Early spring, heat wave, drought, ground frost – what next?

May 10, 2011

These Regent vines in their second year were tall enough to escape the ground frost on the night of 2-3 May.

Spring has come very early to London, and with it a succession of dramatic weather events. First, there is a heat wave that has lasted till today, bringing forward the growing season by about five weeks. Without rain, however, the heat wave has led to drought. At Hawkwood on the edge of London where the Organiclea food growers co-op I belong to has just planted  over 100 fruit trees and 200 grape vines, the soil is parched and cracked to a depth of 10 centimetres in some places. And then to underscore our troubles we had a ground frost on Tuesday 3 May that damaged a lot of potted vegetable plants set outside to harden off as well as around a fifth of our newly planted grape vines.

Our 200 vines are not all the same, so the frost hit them with quite variable effect:

Fifty Regent vines planted in the spring of 2009 are well established, so they had grown high enough by last Tuesday to escape the ground frost. Only a couple of them suffered some damage to a few of their leaves.

Ninety Madeleine Angevine, Pinot Noir and Kubishevsky vines were planted out in March as one year old rooted cuttings from our own nursery. Six of them were fully burned by the frost.

We also planted sixty unrooted cuttings straight into the vineyard. These cuttings were taken from the winter pruning of 20 year old Madeleine Angevine vines growing on my allotment. It was an experiement to see if we could dispense with the effort of propagating cuttings in the nursery for a season before transplanting them into the vineyard. Well, these bare cuttings, pushed into the ground in late March, did take well at first. However, their buds swelled and then opened close to ground, so their still tender embryonic leaves met the full force of the frost rolling down the hill. Of these sixty, a full half of them had their new growth throroughly dessicated.

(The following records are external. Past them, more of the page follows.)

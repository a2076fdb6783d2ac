use serde::Serialize;
use typed_builder::TypedBuilder;

use super::annotation::{Annotation, BinaryAnnotation};

/// One span in the collector's ingestion model: identity plus timing and
/// attribute annotations.
#[derive(TypedBuilder, Clone, Debug, Serialize)]
#[serde(rename_all = "camelCase")]
pub(crate) struct Span {
    pub(crate) name: String,
    pub(crate) id: String,
    pub(crate) trace_id: String,
    #[builder(setter(strip_option), default)]
    #[serde(skip_serializing_if = "Option::is_none")]
    pub(crate) parent_id: Option<String>,
    #[builder(default)]
    pub(crate) annotations: Vec<Annotation>,
    #[builder(default)]
    pub(crate) binary_annotations: Vec<BinaryAnnotation>,
}
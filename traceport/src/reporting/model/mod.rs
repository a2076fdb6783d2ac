use std::net::IpAddr;
use std::time::SystemTime;
use tokio::net::lookup_host;

pub(crate) mod annotation;
pub(crate) mod endpoint;
pub(crate) mod span;

use crate::error::{TraceError, TraceResult};
use crate::trace::CompletedSpan;
use annotation::{Annotation, AnnotationValue, BinaryAnnotation};
use endpoint::Endpoint;

const SPAN_KIND_TAG: &str = "span.kind";
const PEER_ADDRESS_TAG: &str = "peer.address";
const PEER_SERVICE_TAG: &str = "peer.service";
const PEER_IPV4_TAG: &str = "peer.ipv4";
const PEER_IPV6_TAG: &str = "peer.ipv6";
const PEER_PORT_TAG: &str = "peer.port";
const PEER_HOSTNAME_TAG: &str = "peer.hostname";

const SERVER_RECV: &str = "sr";
const SERVER_SEND: &str = "ss";
const CLIENT_SEND: &str = "cs";
const CLIENT_RECV: &str = "cr";
const CLIENT_ADDR: &str = "ca";
const SERVER_ADDR: &str = "sa";

/// Translate a finished span into the collector's annotation model.
///
/// Returns `Ok(None)` when the span cannot be represented (an unrecognized
/// `span.kind` value), which the caller treats as "nothing to transmit".
/// Unresolvable endpoint hosts fail the translation for this span only.
pub(crate) async fn into_zipkin_span(
    default_service_name: &str,
    completed: &CompletedSpan,
) -> TraceResult<Option<span::Span>> {
    let kind = completed
        .tag(SPAN_KIND_TAG)
        .map(|v| v.as_str().into_owned())
        .unwrap_or_else(|| "client".to_owned());
    let (open_marker, close_marker, server_side) = match kind.as_str() {
        "server" | "periodic" => (SERVER_RECV, SERVER_SEND, true),
        "client" | "producer" => (CLIENT_SEND, CLIENT_RECV, false),
        _ => return Ok(None),
    };

    let start = match completed.start_time() {
        Some(start) => start,
        None => return Ok(None),
    };

    let context = completed.context();
    let service_name = context
        .service_name()
        .unwrap_or(default_service_name)
        .to_owned();
    let local_endpoint = match context.service_endpoint() {
        Some(endpoint) => {
            let address = resolve_host(&endpoint.host, endpoint.port).await?;
            Endpoint::with_address(Some(service_name), address, endpoint.port)
        }
        None => Endpoint::builder().service_name(service_name).build(),
    };

    let started = micros_since_epoch(start);
    let finished = started
        + completed
            .duration()
            .map(|d| d.as_micros() as u64)
            .unwrap_or_default();
    let annotations = vec![
        Annotation {
            endpoint: local_endpoint.clone(),
            value: open_marker.to_owned(),
            timestamp: started,
        },
        Annotation {
            endpoint: local_endpoint.clone(),
            value: close_marker.to_owned(),
            timestamp: finished,
        },
    ];

    let mut consumed: Vec<&str> = vec![SPAN_KIND_TAG];
    let mut binary_annotations = Vec::new();

    if server_side {
        consumed.push(PEER_ADDRESS_TAG);
        if let Some(address) = completed.tag(PEER_ADDRESS_TAG) {
            binary_annotations.push(BinaryAnnotation {
                key: CLIENT_ADDR.to_owned(),
                value: AnnotationValue::String(address.as_str().into_owned()),
                endpoint: Some(local_endpoint),
            });
        }
    } else {
        consumed.extend([
            PEER_SERVICE_TAG,
            PEER_IPV4_TAG,
            PEER_IPV6_TAG,
            PEER_PORT_TAG,
            PEER_HOSTNAME_TAG,
        ]);
        if let Some(remote) = remote_endpoint(completed).await? {
            binary_annotations.push(BinaryAnnotation {
                key: SERVER_ADDR.to_owned(),
                value: AnnotationValue::Bool(true),
                endpoint: Some(remote),
            });
        }
    }

    let mut remaining: Vec<_> = completed
        .tags()
        .iter()
        .filter(|(key, _)| !consumed.contains(&key.as_str()))
        .collect();
    remaining.sort_by(|a, b| a.0.cmp(b.0));
    for (key, value) in remaining {
        binary_annotations.push(BinaryAnnotation {
            key: key.clone(),
            value: AnnotationValue::String(value.as_str().into_owned()),
            endpoint: None,
        });
    }

    Ok(Some(span::Span {
        name: completed.operation_name().to_lowercase(),
        id: context.span_id().to_owned(),
        trace_id: context.trace_id().to_owned(),
        parent_id: context.parents().first().map(|p| p.span_id().to_owned()),
        annotations,
        binary_annotations,
    }))
}

/// Build the remote side of a client/producer span from its `peer.*` tags.
async fn remote_endpoint(completed: &CompletedSpan) -> TraceResult<Option<Endpoint>> {
    let service = completed
        .tag(PEER_SERVICE_TAG)
        .map(|v| v.as_str().into_owned());
    let port = completed
        .tag(PEER_PORT_TAG)
        .and_then(|v| v.as_str().parse::<u16>().ok())
        .unwrap_or(0);

    let literal = completed
        .tag(PEER_IPV4_TAG)
        .and_then(|v| v.as_str().parse::<IpAddr>().ok())
        .or_else(|| {
            completed
                .tag(PEER_IPV6_TAG)
                .and_then(|v| v.as_str().parse::<IpAddr>().ok())
        });
    let address = match (literal, completed.tag(PEER_HOSTNAME_TAG)) {
        (Some(address), _) => Some(address),
        (None, Some(hostname)) => Some(resolve_host(&hostname.as_str(), port).await?),
        (None, None) => None,
    };

    match (service, address) {
        (None, None) => Ok(None),
        (service, Some(address)) => Ok(Some(Endpoint::with_address(service, address, port))),
        (Some(service), None) => Ok(Some(
            Endpoint::builder().service_name(service).port(port).build(),
        )),
    }
}

/// Turn a literal IP or resolvable hostname into an address, preferring
/// whatever family the resolver answers with first.
async fn resolve_host(host: &str, port: u16) -> TraceResult<IpAddr> {
    if let Ok(address) = host.parse::<IpAddr>() {
        return Ok(address);
    }
    let mut addresses = lookup_host((host, port))
        .await
        .map_err(|_| TraceError::UnresolvableEndpoint(host.to_owned()))?;
    addresses
        .next()
        .map(|socket_address| socket_address.ip())
        .ok_or_else(|| TraceError::UnresolvableEndpoint(host.to_owned()))
}

fn micros_since_epoch(time: SystemTime) -> u64 {
    time.duration_since(SystemTime::UNIX_EPOCH)
        .unwrap_or_default()
        .as_micros() as u64
}
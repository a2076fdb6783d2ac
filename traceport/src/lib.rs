//! # traceport
//!
//! A distributed-tracing client: create spans for units of work, carry trace
//! identity across process boundaries over B3 HTTP headers, and report
//! finished spans asynchronously to a Zipkin-compatible collector.
//!
//! ## Quickstart
//!
//! Install a pipeline once per application instance, trace work through its
//! [`Tracer`], and shut the pipeline down before the process exits so queued
//! spans get delivered:
//!
//! ```no_run
//! use traceport::Config;
//!
//! #[tokio::main]
//! async fn main() -> Result<(), traceport::TraceError> {
//!     let pipeline = traceport::new_pipeline()
//!         .with_config(
//!             Config::default()
//!                 .with_service_name("father-time")
//!                 .with_report_format("zipkin")
//!                 .with_propagation_syntax("b3"),
//!         )
//!         .install(&tokio::runtime::Handle::current())?;
//!
//!     let mut span = pipeline.tracer().start_span("fetch-time");
//!     span.set_tag("method", "GET");
//!     // ... traced work ...
//!     span.finish();
//!
//!     pipeline.shutdown().await;
//!     Ok(())
//! }
//! ```
//!
//! ## Moving contexts across processes
//!
//! The tracer encodes and decodes contexts with the propagation syntax named
//! in its configuration. On the server side, extract a parent context from
//! the inbound headers and use it as `child_of`; on the client side, inject
//! the active span's context into the outgoing request:
//!
//! ```
//! use std::collections::HashMap;
//! use traceport::propagation::Format;
//!
//! # fn demo(tracer: &traceport::Tracer) -> Result<(), traceport::TraceError> {
//! let span = tracer.start_span("call-upstream");
//! let mut headers: HashMap<String, String> = HashMap::new();
//! tracer.inject(span.context(), Format::HttpHeaders, &mut headers)?;
//! # Ok(())
//! # }
//! ```
//!
//! Reporting is best-effort by design: a failure to deliver a span is logged
//! and never affects the traced operation itself.

#![warn(missing_docs, unreachable_pub, missing_debug_implementations)]

use tokio::sync::{mpsc, oneshot};
use tracing::{debug, info};

mod common;
mod config;
mod error;
pub mod middleware;
pub mod propagation;
pub mod reporting;
pub mod testing;
pub mod trace;

pub use common::Value;
pub use config::{
    ClientOptions, Config, DEFAULT_PROPAGATION_SYNTAX, DEFAULT_REPORT_FORMAT,
    DEFAULT_REPORT_TARGET,
};
pub use error::{TraceError, TraceResult};
pub use trace::{
    CompletedSpan, Drained, Parent, ServiceEndpoint, Span, SpanBuilder, SpanContext, Tracer,
};

use middleware::RequestTracer;
use propagation::SyntaxRegistry;
use reporting::ReporterRegistry;

/// Create a new pipeline builder with default configuration and registries.
pub fn new_pipeline() -> PipelineBuilder {
    PipelineBuilder::default()
}

/// Assembles a [`Tracer`] with its background reporting task.
#[derive(Debug)]
pub struct PipelineBuilder {
    config: Config,
    syntaxes: SyntaxRegistry,
    reporters: ReporterRegistry,
}

impl Default for PipelineBuilder {
    fn default() -> Self {
        PipelineBuilder {
            config: Config::default(),
            syntaxes: SyntaxRegistry::with_defaults(),
            reporters: ReporterRegistry::with_defaults(),
        }
    }
}

impl PipelineBuilder {
    /// Replace the whole configuration.
    pub fn with_config(mut self, config: Config) -> Self {
        self.config = config;
        self
    }

    /// Assign the service name under which to group traces.
    pub fn with_service_name(mut self, name: impl Into<String>) -> Self {
        self.config = self.config.with_service_name(name);
        self
    }

    /// Select the reporting backend by registry key.
    pub fn with_report_format(mut self, format: impl Into<String>) -> Self {
        self.config = self.config.with_report_format(format);
        self
    }

    /// Assign the collector base URL.
    pub fn with_report_target(mut self, target: impl Into<String>) -> Self {
        self.config = self.config.with_report_target(target);
        self
    }

    /// Select the propagation syntax by registry key.
    pub fn with_propagation_syntax(mut self, syntax: impl Into<String>) -> Self {
        self.config = self.config.with_propagation_syntax(syntax);
        self
    }

    /// Replace the propagation syntax registry, e.g. to add a custom syntax.
    pub fn with_syntaxes(mut self, syntaxes: SyntaxRegistry) -> Self {
        self.syntaxes = syntaxes;
        self
    }

    /// Replace the reporter registry, e.g. to add a custom reporter.
    pub fn with_reporters(mut self, reporters: ReporterRegistry) -> Self {
        self.reporters = reporters;
        self
    }

    /// Wire everything up: build the configured reporter, spawn the
    /// reporting task on `handle`, and return the installed pipeline.
    pub fn install(self, handle: &tokio::runtime::Handle) -> TraceResult<Installation> {
        let reporter = self.reporters.get_reporter(&self.config)?;
        let (span_tx, span_rx) = mpsc::unbounded_channel();
        let (done_tx, done_rx) = oneshot::channel();

        handle.spawn(async move {
            reporting::report_spans(reporter, span_rx).await;
            let _ = done_tx.send(());
        });

        let tracer = Tracer::new(
            self.config.propagation_syntax().to_owned(),
            self.syntaxes,
            span_tx,
            done_rx,
        );
        info!(
            report_format = %self.config.report_format(),
            propagation_syntax = %self.config.propagation_syntax(),
            "tracing pipeline installed"
        );

        Ok(Installation {
            tracer,
            config: self.config,
        })
    }
}

/// An installed tracing pipeline: the tracer plus the handle needed to shut
/// its background reporting task down.
#[derive(Debug)]
pub struct Installation {
    tracer: Tracer,
    config: Config,
}

impl Installation {
    /// The tracer to create spans through. Clone it freely; clones share the
    /// reporting queue.
    pub fn tracer(&self) -> &Tracer {
        &self.tracer
    }

    /// The configuration the pipeline was installed with.
    pub fn config(&self) -> &Config {
        &self.config
    }

    /// A request interceptor bound to this pipeline's tracer and
    /// configuration.
    pub fn request_tracer(&self) -> RequestTracer {
        RequestTracer::new(self.tracer.clone(), &self.config)
    }

    /// Initiate an orderly shutdown and wait for it to complete.
    ///
    /// The first call stops the tracer, waits for the reporter to drain the
    /// remaining queued spans, and for its final flush. Later calls (or a
    /// call racing another shutdown) find nothing to do and return
    /// immediately. Always completes, even if the reporting task died.
    pub async fn shutdown(&self) {
        match self.tracer.stop() {
            Some(drained) => {
                info!("stopping tracer, reporter will be flushed once the queue drains");
                drained.await;
                info!("shutdown of tracing layer is complete");
            }
            None => {
                debug!("tracing layer already shut down, nothing to do");
            }
        }
    }
}

#[cfg(test)]
mod tests {
    use super::*;
    use crate::testing::RecordingReporter;

    #[tokio::test]
    async fn install_trace_and_shutdown() {
        let recorder = RecordingReporter::new();
        let mut reporters = ReporterRegistry::with_defaults();
        let handle = recorder.clone();
        reporters.add_reporter("recorder", move |_config| Ok(Box::new(handle.clone())));

        let pipeline = new_pipeline()
            .with_report_format("recorder")
            .with_propagation_syntax("b3")
            .with_reporters(reporters)
            .install(&tokio::runtime::Handle::current())
            .unwrap();

        let mut span = pipeline.tracer().start_span("op");
        span.finish();
        pipeline.shutdown().await;

        assert_eq!(recorder.span_count(), 1);
        assert_eq!(recorder.flush_count(), 1);
    }

    #[tokio::test]
    async fn second_shutdown_is_a_noop() {
        let recorder = RecordingReporter::new();
        let mut reporters = ReporterRegistry::with_defaults();
        let handle = recorder.clone();
        reporters.add_reporter("recorder", move |_config| Ok(Box::new(handle.clone())));

        let pipeline = new_pipeline()
            .with_report_format("recorder")
            .with_reporters(reporters)
            .install(&tokio::runtime::Handle::current())
            .unwrap();

        pipeline.shutdown().await;
        pipeline.shutdown().await;
        assert_eq!(recorder.flush_count(), 1);
    }

    #[tokio::test]
    async fn spans_finished_after_shutdown_are_discarded() {
        let recorder = RecordingReporter::new();
        let mut reporters = ReporterRegistry::with_defaults();
        let handle = recorder.clone();
        reporters.add_reporter("recorder", move |_config| Ok(Box::new(handle.clone())));

        let pipeline = new_pipeline()
            .with_report_format("recorder")
            .with_reporters(reporters)
            .install(&tokio::runtime::Handle::current())
            .unwrap();

        let mut late = pipeline.tracer().start_span("late");
        pipeline.shutdown().await;
        late.finish();

        assert_eq!(recorder.span_count(), 0);
    }

    #[tokio::test]
    async fn install_with_null_reporter_accepts_spans() {
        let pipeline = new_pipeline()
            .install(&tokio::runtime::Handle::current())
            .unwrap();
        let mut span = pipeline.tracer().start_span("op");
        span.finish();
        pipeline.shutdown().await;
    }

    #[tokio::test]
    async fn install_rejects_bad_zipkin_configuration() {
        let result = new_pipeline()
            .with_report_format("zipkin")
            .install(&tokio::runtime::Handle::current());
        assert!(matches!(
            result.unwrap_err(),
            TraceError::MissingConfig("service_name")
        ));
    }
}
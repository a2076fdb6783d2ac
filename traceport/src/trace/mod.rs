//! Trace data model: span contexts, spans, and the tracer that creates them.
//!
//! A [`SpanContext`] is the portable identity of a span — trace and span ids,
//! the sampling decision, parent links, and propagated baggage. A [`Span`] is
//! the mutable work-tracking side: operation name, timing, and tags. The
//! [`Tracer`] ties them together and owns the hand-off of finished spans to
//! the reporting pipeline.

mod span;
mod span_context;
mod tracer;

pub use span::{CompletedSpan, Span, SpanBuilder};
pub use span_context::{Parent, ServiceEndpoint, SpanContext, SpanContextBuilder};
pub use tracer::{Drained, Tracer};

We’ll now watch to see how and when the damaged vines come back to life – normally it takes about three weeks for recovery to start. However, we face an unusual spring this year. Its a bit of a firefight with the drought. We’re out there watering around the newly planted vines, waiting for the heavens to open. Perhaps the rain will come tomorrow. That’s the forecast, but as you know forecasts are sometimes wrong or they come just too late. As in the evening of 2 May, when the forecast at 6 pm was for an overnight low of 7 degrees Celsius. Everyone went home after a hard day’s work.   Then at 7 pm the forecast changed: an east wind was registered blowing out of Scandinavia. It came over Epping Forest in the night and rolled down the hill into Hawkwood. And not just here – all over southern England vineyard workers were scrambling to protect their vines, in many places to no avail.

My friend Sarah at the Forty Hall Vineyard in Enfield said to me stoically this morning: “We have to take it as it comes”. She lost some of the new season’s growth to that frost on her two acres of Bacchus.  Today, however, she starts planting another five acres of vines -7,000 of them!  Good luck, Sarah. By the time the buds burst on these new plants we should be out of the frost danger zone. All we have to do now is pray for rain.